Social media is all about user generated content (UGC). We often forget that social media companies are multibillion-dollar industries that are ultimately dependent on the content we – every day people -create. Their cyberinfrastructure is not enough by itself to hold inherent value for a social media platform. Rather, the value is maintained and grown via larger and larger amounts of user generated content. Indeed, what is often overlooked is that it is not just the increased volume of content, but it is also that we are increasingly tagging and associating this content, which makes for a certain level of stickiness (Jenkins et al.) within social media platforms. Social media platforms themselves are built to elicit content. For example, emails from Facebook saying so-and-so like this or posted this seduce/tantalize us to produce and consume content on Facebook. But, from the vantage point of social media companies and potentially us, sharing should be seamless – indeed it should almost feel ‘natural’. The notion of frictionless sharing is based on a difficult ontology that places primacy on the ‘shared self” rather than a private self. The shared self sees a social value in sharing. Some see the social function of sharing as akin to forms of social grooming when we share with others, but we also want social feedback in return.
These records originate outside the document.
//! JSON REST API for Darasa.
//!
//! Exposes an axum [`Router`] backed by any [`darasa_core::store::SchoolStore`].
//! Authentication, TLS, and transport concerns are the caller's
//! responsibility; the caller's identity arrives in the headers read by
//! [`context::Actor`].
//!
//! # Mounting
//!
//! ```rust,ignore
//! .nest("/api", darasa_api::api_router(store.clone()))
//! ```

pub mod context;
pub mod counties;
pub mod error;
pub mod performance;
pub mod registry;
pub mod transfers;
pub mod transitions;

use std::sync::Arc;

use axum::{
  Router,
  routing::{get, post, put},
};
use darasa_core::store::SchoolStore;

pub use context::Actor;
pub use error::ApiError;

/// Build a fully-materialised API router for `store`.
///
/// The returned `Router<()>` can be nested into any parent router regardless
/// of its own state type.
pub fn api_router<S>(store: Arc<S>) -> Router<()>
where
  S: SchoolStore + 'static,
{
  Router::new()
    // Performance
    .route(
      "/performance",
      get(performance::list::<S>).post(performance::create::<S>),
    )
    .route("/performance/report", get(performance::report::<S>))
    .route("/performance/summary", get(performance::summary::<S>))
    // Counties
    .route("/counties/{county}/overview", get(counties::overview::<S>))
    .route("/counties/{county}/report", get(counties::report::<S>))
    .route("/counties/{county}/sub_counties", get(counties::sub_counties::<S>))
    // Grade transitions
    .route("/transitions", post(transitions::bulk::<S>))
    .route("/students/{id}/transition", post(transitions::single::<S>))
    // Transfers
    .route("/transfers", get(transfers::list::<S>).post(transfers::create::<S>))
    .route("/transfers/{id}/approve", post(transfers::approve::<S>))
    .route("/transfers/{id}/reject", post(transfers::reject::<S>))
    // Registry
    .route("/users", post(registry::create_user::<S>))
    .route(
      "/users/{id}",
      put(registry::update_user::<S>).delete(registry::delete_user::<S>),
    )
    .route("/schools", post(registry::create_school::<S>))
    .route(
      "/schools/{id}",
      get(registry::get_school::<S>)
        .put(registry::update_school::<S>)
        .delete(registry::delete_school::<S>),
    )
    .route(
      "/students",
      get(registry::list_students::<S>).post(registry::create_student::<S>),
    )
    .route(
      "/students/{id}",
      get(registry::get_student::<S>).put(registry::update_student::<S>),
    )
    .route("/staff", get(registry::get_staff::<S>).post(registry::create_staff::<S>))
    .route("/staff/{id}", put(registry::update_staff::<S>))
    .with_state(store)
}

#[cfg(test)]
mod tests;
However, a perceived issue with social media is that not all of your photos, post, etc. will receive a response so the perception is that the more content one produces and shares, the more one is likely to get a social response (e.g. a like, comment, etc.).

So I ask you readers:

  • What exactly can we ‘frictionlessly’ share? [Feel free to provide examples and links]
  • How do these affect notions of the public and private?
  • Do these technologies make us more pro-social or do they inhibit sharing?